Several environmental groups have sued the U.S. Department of the Interior in an effort to reverse a 2017 memorandum that effectively protects energy companies and others from prosecution if their activities accidentally kill or injure migratory birds.

The groups worry that with no specter of federal prosecution, companies will be less careful to ensure that their construction plans and infrastructure projects are designed to limit damage to those birds.

"The new policy makes it much harder to protect birds from major bird traps — threats like oil pits, wind turbines, and communication towers in bird migration hotspots," Mike Parr, president of American Bird Conservancy, said in a statement May 24. "Leaving these threats unattended is like leaving manhole covers off along the sidewalk during rush hour — it's negligent, irresponsible, and guaranteed to cause harm."
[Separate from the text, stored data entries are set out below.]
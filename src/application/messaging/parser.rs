//! Message parser - Turns raw transport events into structured messages

use crate::domain::entities::{Content, MembershipAction, Message, MessageType, User};

/// Parses incoming events into structured Message objects
pub struct MessageParser {
    command_prefix: String,
}

impl MessageParser {
    pub fn new(prefix: impl Into<String>) -> Self {
        Self {
            command_prefix: prefix.into(),
        }
    }

    pub fn prefix(&self) -> &str {
        &self.command_prefix
    }

    /// Parse a text message
    pub fn parse(&self, chat_id: impl Into<String>, text: impl Into<String>, sender: Option<User>) -> Message {
        let text = text.into();
        let chat_id = chat_id.into();

        if !self.command_prefix.is_empty() && text.starts_with(&self.command_prefix) {
            return self.parse_command(chat_id, &text, sender);
        }

        Message::new(chat_id, Content::Text(text))
            .with_message_type(MessageType::Text)
            .with_sender_opt(sender)
    }

    /// Parse a command message
    fn parse_command(&self, chat_id: String, text: &str, sender: Option<User>) -> Message {
        let cmd_text = &text[self.command_prefix.len()..];

        let mut parts = cmd_text.split_whitespace();
        let name = parts.next().unwrap_or("").to_lowercase();
        let args = parts.map(|s| s.to_string()).collect();

        Message::new(chat_id, Content::Command { name, args })
            .with_message_type(MessageType::Command)
            .with_sender_opt(sender)
    }

    /// Parse a list-row selection
    pub fn parse_selection(&self, chat_id: impl Into<String>, selection_id: impl Into<String>, sender: Option<User>) -> Message {
        Message::from_selection(chat_id, selection_id).with_sender_opt(sender)
    }

    /// Parse a reaction on an earlier message
    pub fn parse_reaction(
        &self,
        chat_id: impl Into<String>,
        emoji: impl Into<String>,
        target: impl Into<String>,
        participant: Option<String>,
    ) -> Message {
        let content = Content::Reaction {
            emoji: emoji.into(),
            target: target.into(),
            participant,
        };
        Message::new(chat_id, content).with_message_type(MessageType::Reaction)
    }

    /// Parse a group membership update; unknown actions yield `Content::Empty`
    pub fn parse_membership(&self, group_id: impl Into<String>, action: &str, participants: Vec<String>) -> Message {
        let content = match MembershipAction::parse(action) {
            Some(action) => Content::Membership { action, participants },
            None => Content::Empty,
        };
        Message::new(group_id, content).with_message_type(MessageType::Membership)
    }
}

#[cfg(test)]
mod tests {
    use super::*;

    #[test]
    fn parses_prefixed_command() {
        let parser = MessageParser::new(".");
        let msg = parser.parse("chat", ".Time  kenya  now", None);
        assert_eq!(
            msg.content,
            Content::Command { name: "time".into(), args: vec!["kenya".into(), "now".into()] }
        );
        assert_eq!(msg.message_type, MessageType::Command);
    }

    #[test]
    fn multi_char_prefix() {
        let parser = MessageParser::new("!!");
        let msg = parser.parse("chat", "!!meu", None);
        assert!(matches!(msg.content, Content::Command { ref name, .. } if name == "meu"));
    }

    #[test]
    fn plain_text_is_not_a_command() {
        let parser = MessageParser::new(".");
        let msg = parser.parse("chat", "hello .meu", None);
        assert_eq!(msg.content.text(), Some("hello .meu"));
    }

    #[test]
    fn unknown_membership_action_is_empty() {
        let parser = MessageParser::new(".");
        let msg = parser.parse_membership("g@g.us", "invite", vec![]);
        assert_eq!(msg.content, Content::Empty);
    }
}
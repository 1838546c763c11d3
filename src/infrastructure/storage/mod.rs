//! In-memory settings storage

use async_trait::async_trait;
use std::collections::HashMap;
use std::sync::Arc;
use tokio::sync::RwLock;

use crate::domain::traits::{GroupSettings, SettingsStore};

/// Process-lifetime group settings keyed by group JID
#[derive(Clone, Default)]
pub struct MemoryStore {
    groups: Arc<RwLock<HashMap<String, GroupSettings>>>,
}

impl MemoryStore {
    pub fn new() -> Self {
        Self::default()
    }
}

#[async_trait]
impl SettingsStore for MemoryStore {
    async fn group(&self, group_id: &str) -> GroupSettings {
        if let Some(settings) = self.groups.read().await.get(group_id) {
            return settings.clone();
        }
        let mut groups = self.groups.write().await;
        groups.entry(group_id.to_string()).or_default().clone()
    }

    async fn set_bad_react_filter(&self, group_id: &str, enabled: bool) -> GroupSettings {
        let mut groups = self.groups.write().await;
        let settings = groups.entry(group_id.to_string()).or_default();
        settings.bad_react_filter = enabled;
        settings.clone()
    }

    async fn groups(&self) -> Vec<String> {
        let mut ids: Vec<String> = self.groups.read().await.keys().cloned().collect();
        ids.sort();
        ids
    }
}
use std::sync::Arc;

use crate::application::errors::CommandError;
use crate::application::messaging::{InteractionRouter, RouteOutcome};
use crate::domain::entities::{Content, Message};
use crate::domain::traits::Bot;
use crate::plugins::PluginManager;

use super::CommandService;

/// Service for processing incoming events.
///
/// Every event is handled to completion; nothing that fails in a handler,
/// the router or a plugin hook escapes `process`.
pub struct MessageService {
    bot: Arc<dyn Bot>,
    commands: CommandService,
    router: InteractionRouter,
    plugins: Arc<PluginManager>,
}

impl MessageService {
    pub fn new(bot: Arc<dyn Bot>, commands: CommandService, plugins: Arc<PluginManager>) -> Self {
        let router = InteractionRouter::new(commands.table(), commands.prefix());
        Self {
            bot,
            commands,
            router,
            plugins,
        }
    }

    pub fn bot(&self) -> &Arc<dyn Bot> {
        &self.bot
    }

    pub fn commands(&self) -> &CommandService {
        &self.commands
    }

    /// Process one incoming event
    pub async fn process(&self, message: Message) {
        tracing::debug!("[{}] Processing {} event", message.chat_id, message.message_type.as_str());

        match &message.content {
            Content::Command { .. } => self.run_command(&message).await,
            Content::Selection(id) => {
                if let RouteOutcome::Routed { pattern } = self.router.route(&message, id, Arc::clone(&self.bot)).await {
                    tracing::debug!("[{}] Routed to {}", message.chat_id, pattern);
                }
            }
            _ => {}
        }

        self.plugins.broadcast(&message, self.bot.as_ref()).await;
    }

    async fn run_command(&self, message: &Message) {
        let is_admin = self.sender_is_admin(message).await;

        match self.commands.dispatch(message, Arc::clone(&self.bot), is_admin).await {
            Ok(_) => {}
            Err(CommandError::NotFound(name)) => {
                tracing::debug!("[{}] Unknown command: {}", message.chat_id, name);
            }
            Err(e) => {
                tracing::error!("[{}] Command failed: {}", message.chat_id, e);
            }
        }
    }

    async fn sender_is_admin(&self, message: &Message) -> bool {
        if !message.is_group() {
            return false;
        }
        match self.bot.is_group_admin(&message.chat_id, message.sender_id()).await {
            Ok(is_admin) => is_admin,
            Err(e) => {
                tracing::warn!("[{}] Admin lookup failed: {}", message.chat_id, e);
                false
            }
        }
    }
}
Interior Principal Deputy Solicitor Daniel Jorjani in a December 2017 memo argued that the Migratory Bird Treaty Act of 1918, or MBTA, only prohibits "affirmative and purposeful actions, such as hunting and poaching," that kill or hurt any of the more than 1,000 bird species covered by the law. The MBTA originally was created largely to stop the rampant hunting, capture and selling of birds for their feathers or game, which had led to the extinction of several species.

The federal government historically has played a role in both enforcing the law under its prior interpretation and working with the energy industry to reduce or eliminate the potential for infrastructure to injure or kill birds protected by the law, the groups said in the lawsuit (National Audubon Society v. U.S. Department of the Interior, 1:18-cv-04601) filed with the U.S. District Court for the Southern District of New York on May 24.

But the memo reversed the Obama administration's policy that federal prosecutors can sue companies or people deemed to have not taken "reasonable" precautions to prevent their activities or infrastructure, such as transmission lines, oil pits and wind turbines, from killing or hurting migratory birds.

Interior is treating the memo as a final legal interpretation that is binding on all agencies and offices under it instead of initiating a rulemaking process that would offer opportunity for public input, the lawsuit said.

The lawsuit noted that the Interior's Fish and Wildlife Service has announced that it suspended all investigations of incidental take under the law. Moreover, the Fish and Wildlife Service recently cited the memorandum when it authorized DTE Energy Co. subsidiary DTE Midstream Appalachia LLC to continue vegetative clearing for the Birdsboro Pipeline Project in Pennsylvania during certain parts of the nesting season. DTE Energy was not immediately available for comment.

Parties to the lawsuit include the National Audubon Society, American Bird Conservancy, Center for Biological Diversity and Defenders of Wildlife. The Natural Resources Defense Council also is backing the effort, although it was not named in the lawsuit.